That is a thing that I'm kinda proud of, but no 1 has used yet.
[00:31:37] Unknown:
And you mentioned the example of somebody who used the plug in interface for being able to help with their work on writing a particular paper. I'm wondering what are some of the other interesting or innovative or unexpected ways that you've seen VizTracer used?
[00:31:52] Unknown:
I actually developed a lot of features for VizTracer that no 1 is using. I often just thinking, oh, it's nice that if VizTracer has this feature and I develop it and I test it, and no 1 used that ever. So people normally just want the basic, features. And if your user base is not large enough, then no 1 is using the advanced features. But I've developed the attach feature for Vistracer. So, basically, you can run your program with Vistracer installed, and Vistracer will not trace anything until your process is attached by another Vistraser command. When I developed it, I was like, okay. This is a super cool feature that you can attach to a process and do all the collections, but no 1 used that.
Until a couple of months later, I realized that Microsoft is using it in their Python app service. So it's kinda official debugging tool from Microsoft that use this phraser to attach to a Python app service process and then download logs. That is the first instance that that I found to use the attach feature. That's definitely very cool. Yeah. I was inspired by that, actually. So after that, I improved the attach part. So, originally, you have to install the Vistracer in your original process to enable Vistracer logging. And after that, I tried another process to inject code using GDB so that you do not need to install Vistracer in your original process at all. You can run your original process as it is, and you can attach this tracer to that and dump logs to see what happened after you would attach this tracer. And you can detach just like nothing ever happened.
[00:33:51] Unknown:
That's definitely interesting capability. And in terms of your own experience of building VizTracer and maintaining it and using it for your own work and supporting people who are using the open source project, what are some of the most interesting or unexpected or challenging lessons you've learned in the process?
[00:34:07] Unknown:
Developing an open source project is much more than programming. That is my experience when I'm working on a open source project. I wrote a lot of code before. I have a lot of reports for repositories. I have developing projects, but not like this. Open source project is not only about the project itself. It's not only about technology, especially as a individual developer. Like, no 1 knows who you are, and no 1 knows what you've been doing. So that you have to make a good readme file. You have to do your documentation, and you have to build a super easy to use interface because every step a user had to go through to run your project, you probably lose 10% of users.

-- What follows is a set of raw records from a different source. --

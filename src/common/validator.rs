//! Pluggable per-namespace record validation and conflict resolution.

use std::collections::HashMap;
use std::fmt::Debug;

use crate::common::{Id, Record, SignedRecord, SignedRecordError, SIGNED_NAMESPACE};

/// Namespace of sha1 content addressed records, see [ImmutableValidator].
pub const IMMUTABLE_NAMESPACE: &str = "immutable";

/// Validates records in one key namespace and picks between conflicting ones.
pub trait Validator: Debug + Send {
    /// Reject malformed or unauthenticated records for keys in this namespace.
    fn validate(&self, key: &[u8], record: &Record) -> Result<(), ValidationError>;

    /// Pick the best record among candidates that already passed
    /// [validate](Validator::validate). Returns an index into `candidates`.
    fn select(&self, _key: &[u8], _candidates: &[Record]) -> usize {
        0
    }
}

#[derive(thiserror::Error, Debug, Clone, PartialEq, Eq)]
pub enum ValidationError {
    /// The key does not start with a registered `/namespace/` prefix.
    #[error("key has no registered namespace")]
    UnknownNamespace,

    /// The record's own key does not match the key it is stored under.
    #[error("record key does not match the key it is stored under")]
    KeyMismatch,

    #[error("invalid record: {0}")]
    Invalid(&'static str),
}

/// Validators looked up by the `/namespace/` prefix of a record's key.
#[derive(Debug)]
pub struct ValidatorRegistry {
    validators: HashMap<String, Box<dyn Validator>>,
}

impl ValidatorRegistry {
    /// A registry with no validators; every put will be rejected
    /// until namespaces are [registered](ValidatorRegistry::register).
    pub fn empty() -> ValidatorRegistry {
        ValidatorRegistry {
            validators: HashMap::new(),
        }
    }

    /// Register a validator for `/{namespace}/...` keys, replacing any
    /// previous validator for the same namespace.
    pub fn register(&mut self, namespace: &str, validator: Box<dyn Validator>) {
        self.validators.insert(namespace.to_string(), validator);
    }

    pub fn validate(&self, key: &[u8], record: &Record) -> Result<(), ValidationError> {
        if record.key.as_ref() != key {
            return Err(ValidationError::KeyMismatch);
        }

        self.lookup(key)?.validate(key, record)
    }

    /// Pick the best record among `candidates`. Out of range or missing
    /// selectors fall back to the first candidate.
    pub fn select(&self, key: &[u8], candidates: &[Record]) -> usize {
        self.lookup(key)
            .map(|validator| validator.select(key, candidates))
            .unwrap_or(0)
            .min(candidates.len().saturating_sub(1))
    }

    fn lookup(&self, key: &[u8]) -> Result<&dyn Validator, ValidationError> {
        let namespace = namespace(key).ok_or(ValidationError::UnknownNamespace)?;

        self.validators
            .get(namespace)
            .map(|validator| validator.as_ref())
            .ok_or(ValidationError::UnknownNamespace)
    }
}

impl Default for ValidatorRegistry {
    /// A registry with the built-in `/immutable/` and `/signed/` namespaces.
    fn default() -> Self {
        let mut registry = ValidatorRegistry::empty();

        registry.register(IMMUTABLE_NAMESPACE, Box::new(ImmutableValidator));
        registry.register(SIGNED_NAMESPACE, Box::new(SignedRecordValidator));

        registry
    }
}

/// The `namespace` in a `/namespace/rest` key.
fn namespace(key: &[u8]) -> Option<&str> {
    let rest = key.strip_prefix(b"/")?;
    let end = rest.iter().position(|byte| *byte == b'/')?;

    std::str::from_utf8(&rest[..end]).ok()
}

/// The `/immutable/` key a value is stored under: its sha1 hash.
pub fn immutable_key(value: &[u8]) -> Box<[u8]> {
    let mut key = format!("/{}/", IMMUTABLE_NAMESPACE).into_bytes();
    key.extend_from_slice(Id::hash(value).as_bytes());
    key.into()
}

/// Content addressed records: the key suffix must be the sha1 hash of the value.
#[derive(Debug)]
pub struct ImmutableValidator;

impl Validator for ImmutableValidator {
    fn validate(&self, key: &[u8], record: &Record) -> Result<(), ValidationError> {
        if key == immutable_key(&record.value).as_ref() {
            Ok(())
        } else {
            Err(ValidationError::Invalid(
                "key does not match the hash of the value",
            ))
        }
    }
}

/// Ed25519 signed records, see [SignedRecord]. Conflicts resolve to the
/// highest sequence number.
#[derive(Debug)]
pub struct SignedRecordValidator;

impl Validator for SignedRecordValidator {
    fn validate(&self, _key: &[u8], record: &Record) -> Result<(), ValidationError> {
        SignedRecord::from_record(record)
            .map(|_| ())
            .map_err(|error| match error {
                SignedRecordError::ValueTooShort => ValidationError::Invalid("value too short"),
                SignedRecordError::KeyMismatch => ValidationError::Invalid("key mismatch"),
                SignedRecordError::InvalidPublicKey => {
                    ValidationError::Invalid("invalid public key")
                }
                SignedRecordError::InvalidSignature => {
                    ValidationError::Invalid("invalid signature")
                }
            })
    }

    fn select(&self, _key: &[u8], candidates: &[Record]) -> usize {
        candidates
            .iter()
            .enumerate()
            .filter_map(|(index, record)| {
                SignedRecord::from_record(record)
                    .ok()
                    .map(|signed| (index, signed.seq()))
            })
            .max_by_key(|(_, seq)| *seq)
            .map(|(index, _)| index)
            .unwrap_or(0)
    }
}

And the most difficult thing is to tell people that, hey. I've got a really cool project here. Wanna try it? That is the part that I've never experienced before as a programmer, as a, like, software developer. And I had to do this, like, as a complete newbie to, you know, do forums, like all the other forums on the Internet. And, I had to send out emails and build up a Twitter account and, you know, to submit some articles to some big websites and even answer questions in Stack Overflow. I think that is the most interesting and important lesson I had while I was developing an open source project, that it is more than the project itself.
[00:35:55] Unknown:
Absolutely. And so for people who are looking to be able to debug their program or understand the execution flow and learn more about it? What are the cases where VisTracer is the wrong choice?
[00:36:08] Unknown:
If you are debugging or profiling a program that had to be run for a really long time, say, hours, then Vistraiser is definitely a bad choice. That is for sure. If you only care about which function took the most time during this run, this tracer is probably not the best choice. It is an acceptable choice, but you probably have better choice for that. This tracer is probably be a fantastic choice if you try to debug or profile a multiprocess or multithread program. That is 1 of the strengths of this phraser. And another thing that I want to mention is that sometimes people think that they need to run a program really long to understand what is slow.

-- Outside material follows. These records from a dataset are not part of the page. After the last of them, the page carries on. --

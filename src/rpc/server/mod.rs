//! Handlers and stores for inbound DHT requests.

pub mod counters;
pub mod providers;
pub mod records;

pub use counters::{Counters, OpCount};
pub use providers::{ProviderRecord, ProviderStore};
pub use records::RecordStore;

pub(crate) use counters::Operation;

use std::net::SocketAddrV4;

use tracing::debug;

use crate::common::messages::{RequestSpecific, ResponseSpecific};
use crate::common::Id;

use super::Rpc;

/// Dispatch an inbound request to its handler.
///
/// A handler rejecting a message (invalid record, mismatched provider)
/// counts an error and sends no response; it never takes the node down.
pub(crate) fn handle_request(
    rpc: &mut Rpc,
    from: SocketAddrV4,
    transaction_id: u16,
    sender: Id,
    request: &RequestSpecific,
) {
    match request {
        RequestSpecific::Ping => {
            rpc.counters.success(Operation::Ping);
            rpc.socket.response(from, transaction_id, ResponseSpecific::Pong);
        }
        RequestSpecific::FindNode { target } => {
            rpc.counters.success(Operation::FindNode);
            rpc.socket.response(
                from,
                transaction_id,
                ResponseSpecific::FindNode {
                    closer_peers: rpc.routing_table.closest(target),
                },
            );
        }
        RequestSpecific::GetValue { key } => {
            let target = Id::hash(key);
            let record = rpc.records.get(&target).cloned();

            rpc.counters.success(Operation::GetValue);
            rpc.socket.response(
                from,
                transaction_id,
                ResponseSpecific::GetValue {
                    record,
                    closer_peers: rpc.routing_table.closest(&target),
                },
            );
        }
        RequestSpecific::PutValue { record } => match rpc.records.put(&rpc.validators, record.clone()) {
            Ok(_) => {
                rpc.counters.success(Operation::PutValue);
                rpc.socket
                    .response(from, transaction_id, ResponseSpecific::PutValue);
            }
            Err(error) => {
                debug!(?from, ?sender, ?error, "Rejected PUT_VALUE record");
                rpc.counters.error(Operation::PutValue);
            }
        },
        RequestSpecific::AddProvider { key, provider } => {
            if provider.id() != &sender {
                debug!(
                    ?from,
                    ?sender,
                    provider = ?provider.id(),
                    "Rejected ADD_PROVIDER announcing another peer"
                );
                rpc.counters.error(Operation::AddProvider);
                return;
            }

            rpc.providers.add_provider(Id::hash(key), provider.clone());

            rpc.counters.success(Operation::AddProvider);
            rpc.socket
                .response(from, transaction_id, ResponseSpecific::AddProvider);
        }
        RequestSpecific::GetProviders { key } => {
            let target = Id::hash(key);

            rpc.counters.success(Operation::GetProviders);

            let provider_peers = rpc.providers.get_providers(&target);
            rpc.socket.response(
                from,
                transaction_id,
                ResponseSpecific::GetProviders {
                    provider_peers,
                    closer_peers: rpc.routing_table.closest(&target),
                },
            );
        }
    }
}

Because they are say, if they are using a sampling profiler and the sample rate is at millisecond level, and their code probably just runs 1 millisecond. So they have to repeat that, do a for loop or a while loop, and repeat that for a thousand times and using a profiler to see what is slow. But with this tracer, that's not the case. You can just run your program once because it has a nanosecond level granularity, and it can basically show you what happens and you can see, okay, which function is slow. So that is probably a good case to use Phrasephraser, that your program actually runs really slow and that your program actually runs really fast.

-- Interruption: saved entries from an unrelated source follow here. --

//! Kademlia node Id or a lookup target.

use std::convert::TryInto;
use std::fmt::{self, Debug, Display, Formatter};
use std::str::FromStr;

use rand::Rng;
use sha1_smol::Sha1;

/// The size of node ids and lookup targets in bytes.
pub const ID_SIZE: usize = 20;
/// The maximum distance between two ids in the XOR keyspace.
pub const MAX_DISTANCE: u8 = ID_SIZE as u8 * 8;

/// Kademlia node Id or a lookup target in the 160 bit XOR keyspace.
#[derive(Clone, Copy, PartialEq, Eq, PartialOrd, Ord, Hash)]
pub struct Id(pub(crate) [u8; ID_SIZE]);

impl Id {
    /// Generate a random Id.
    pub fn random() -> Id {
        let mut rng = rand::thread_rng();
        Id(rng.gen())
    }

    /// Map an arbitrary key into the keyspace with a one-way hash,
    /// spreading keys uniformly over the id space.
    pub fn hash(bytes: &[u8]) -> Id {
        let mut hasher = Sha1::new();
        hasher.update(bytes);
        Id(hasher.digest().bytes())
    }

    /// Create a new Id from some bytes. Returns [Err] if `bytes` is not of length [ID_SIZE].
    pub fn from_bytes<T: AsRef<[u8]>>(bytes: T) -> Result<Id, InvalidIdSize> {
        let bytes = bytes.as_ref();
        let inner: [u8; ID_SIZE] = bytes
            .try_into()
            .map_err(|_| InvalidIdSize(bytes.len()))?;

        Ok(Id(inner))
    }

    /// Returns the XOR result between this id and `other`.
    ///
    /// The result is itself an [Id] so distances can be compared
    /// through [Ord] as unsigned 160 bit magnitudes.
    pub fn xor(&self, other: &Id) -> Id {
        let mut result = [0_u8; ID_SIZE];

        for (i, byte) in result.iter_mut().enumerate() {
            *byte = self.0[i] ^ other.0[i];
        }

        Id(result)
    }

    /// Simplified XOR distance between this Id and a target, used as
    /// a bucket index in the routing table.
    ///
    /// The distance is the number of trailing bits after the longest
    /// common prefix. Distance to self is 0, the furthest distance is 160.
    pub fn distance(&self, other: &Id) -> u8 {
        MAX_DISTANCE - self.xor(other).leading_zeros()
    }

    pub fn as_bytes(&self) -> &[u8; ID_SIZE] {
        &self.0
    }

    pub fn to_vec(&self) -> Vec<u8> {
        self.0.to_vec()
    }

    fn leading_zeros(&self) -> u8 {
        let mut zeros = 0_u8;

        for byte in self.0.iter() {
            zeros += byte.leading_zeros() as u8;

            if *byte != 0 {
                break;
            }
        }

        zeros
    }
}

/// Bytes were not of length [ID_SIZE].
#[derive(thiserror::Error, Debug, Clone, Copy, PartialEq, Eq)]
#[error("expected {ID_SIZE} bytes for an Id, got {0}")]
pub struct InvalidIdSize(pub usize);

impl From<[u8; ID_SIZE]> for Id {
    fn from(bytes: [u8; ID_SIZE]) -> Id {
        Id(bytes)
    }
}

impl FromStr for Id {
    type Err = InvalidIdSize;

    fn from_str(s: &str) -> Result<Id, InvalidIdSize> {
        // Byte-indexed slicing below would panic on multi byte characters.
        if !s.is_ascii() || s.len() % 2 != 0 {
            return Err(InvalidIdSize(s.len() / 2));
        }

        let bytes = (0..s.len())
            .step_by(2)
            .map(|i| u8::from_str_radix(&s[i..i + 2], 16).map_err(|_| InvalidIdSize(0)))
            .collect::<Result<Vec<u8>, _>>()?;

        Id::from_bytes(bytes)
    }
}

impl Display for Id {
    fn fmt(&self, f: &mut Formatter<'_>) -> fmt::Result {
        for byte in self.0.iter() {
            write!(f, "{:02x}", byte)?;
        }
        Ok(())
    }
}

impl Debug for Id {
    fn fmt(&self, f: &mut Formatter<'_>) -> fmt::Result {
        write!(f, "Id({})", self)
    }
}
//! sheetql - ask questions about a spreadsheet in plain language.

use std::io::{self, BufRead, Write};

use tracing::{error, info};
use tracing_subscriber::EnvFilter;

use sheetql::cli::Cli;
use sheetql::config::Settings;
use sheetql::error::Result;
use sheetql::llm::create_generator;
use sheetql::session::{Answer, Session, SessionOptions};
use sheetql::store::{ColumnDescriptor, Row, TableSnapshot, TableStore};

#[tokio::main]
async fn main() {
    tracing_subscriber::fmt()
        .with_env_filter(
            EnvFilter::try_from_default_env().unwrap_or_else(|_| EnvFilter::new("info")),
        )
        .with_writer(io::stderr)
        .init();

    // A .env file supplies GEMINI_API_KEY for local use.
    dotenvy::dotenv().ok();

    if let Err(e) = run().await {
        error!("{}: {}", e.category(), e);
        eprintln!("{e}");
        std::process::exit(1);
    }
}

async fn run() -> Result<()> {
    let cli = Cli::parse_args();
    let settings = Settings::from_cli(cli)?;

    let generator = create_generator(
        settings.provider,
        settings.api_key.clone(),
        settings.model.clone(),
    )?;

    let store = TableStore::new(&settings.db_path);
    let options = SessionOptions {
        table: settings.table.clone(),
        export_dir: settings.export_dir.clone(),
    };

    info!(workbook = %settings.workbook.display(), "loading workbook");
    let mut session = Session::open(store, generator, &settings.workbook, options).await?;

    let preview = session.preview().await?;
    println!("Loaded {} rows into '{}':", preview.rows.len(), session.table());
    println!("{}", render_snapshot(&preview));

    match settings.question {
        Some(question) => {
            let answer = session.ask(&question).await?;
            print_answer(&answer);
        }
        None => {
            interactive_loop(&mut session).await?;
        }
    }

    Ok(())
}

/// Reads questions from stdin until EOF, a blank line, or "quit".
async fn interactive_loop(session: &mut Session) -> Result<()> {
    let stdin = io::stdin();
    loop {
        print!("ask> ");
        io::stdout().flush().ok();

        let mut line = String::new();
        let read = stdin.lock().read_line(&mut line).unwrap_or(0);
        if read == 0 {
            break;
        }

        let question = line.trim();
        if question.is_empty() || question.eq_ignore_ascii_case("quit") {
            break;
        }

        let answer = session.ask(question).await?;
        print_answer(&answer);
    }
    Ok(())
}

/// Prints one answer to stdout.
fn print_answer(answer: &Answer) {
    match answer {
        Answer::Rows { sql, result } => {
            println!("Generated SQL: {sql}");
            if result.is_empty() {
                println!("No results found.");
            } else {
                println!("{}", render_table(&result.columns, &result.rows));
            }
        }
        Answer::Mutated {
            sql,
            rows_affected,
            snapshot,
            export,
        } => {
            println!("Generated SQL: {sql}");
            println!("Database updated ({rows_affected} rows affected).");
            if let Some(snapshot) = snapshot {
                println!("{}", render_snapshot(snapshot));
            }
            match export {
                Some(path) => println!("Updated spreadsheet written to {}", path.display()),
                None => println!("Table no longer exists; no spreadsheet written."),
            }
        }
        Answer::GenerationFailed { reason } => {
            println!("Could not generate a query: {reason}");
        }
        Answer::ExecutionFailed { sql, message } => {
            println!("Generated SQL: {sql}");
            println!("Query execution error: {message}");
        }
    }
}

/// Renders a snapshot as an aligned text table.
fn render_snapshot(snapshot: &TableSnapshot) -> String {
    render_table(&snapshot.columns, &snapshot.rows)
}

/// Renders columns and rows as an aligned text table.
fn render_table(columns: &[ColumnDescriptor], rows: &[Row]) -> String {
    let mut widths: Vec<usize> = columns.iter().map(|c| c.name.len()).collect();
    let rendered: Vec<Vec<String>> = rows
        .iter()
        .map(|row| row.iter().map(|v| v.to_display_string()).collect())
        .collect();

    for row in &rendered {
        for (i, cell) in row.iter().enumerate() {
            if i < widths.len() {
                widths[i] = widths[i].max(cell.len());
            } else {
                widths.push(cell.len());
            }
        }
    }

    let mut out = String::new();
    let header = columns
        .iter()
        .enumerate()
        .map(|(i, c)| format!("{:width$}", c.name, width = widths[i]))
        .collect::<Vec<_>>()
        .join(" | ");
    out.push_str(&header);
    out.push('\n');
    out.push_str(&"-".repeat(header.len()));

    for row in &rendered {
        out.push('\n');
        let line = row
            .iter()
            .enumerate()
            .map(|(i, cell)| format!("{:width$}", cell, width = widths.get(i).copied().unwrap_or(0)))
            .collect::<Vec<_>>()
            .join(" | ");
        out.push_str(&line);
    }

    out
}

But for your use case, you still wanted to figure out which function takes the most
[00:37:46] Unknown:
of the time. You note about the multithread, multiprocess visibility, something that we forgot to dig into. So I'm wondering if you can talk a bit more about some of the ways that you built in that capability to be able to actually manage the sub processes and the threads and how you think about presenting that information in the visualization about, you know, is it important to actually segment out which processes and which threads are calling which functions and how that factors into the overall execution flow and timing information.
[00:38:16] Unknown:
I always thought that multiprocessing and multithread support is the killing feature for VTracer. When people start developing multiprocessormultithread programs, it's very difficult for them to understand the synchronization. They can probably using other profilers to see, okay, which function takes the longest, but why? Sometimes processes are waiting for their subprocess to give their useful information, this time spent on IO, and you just don't know which piece is waiting and how much time it's waiting and which processes is waiting. A fundamental feature of vistracer is timeline. With timeline, you can synchronize process. You can know at a specific timestamp which threads, which processes are doing what.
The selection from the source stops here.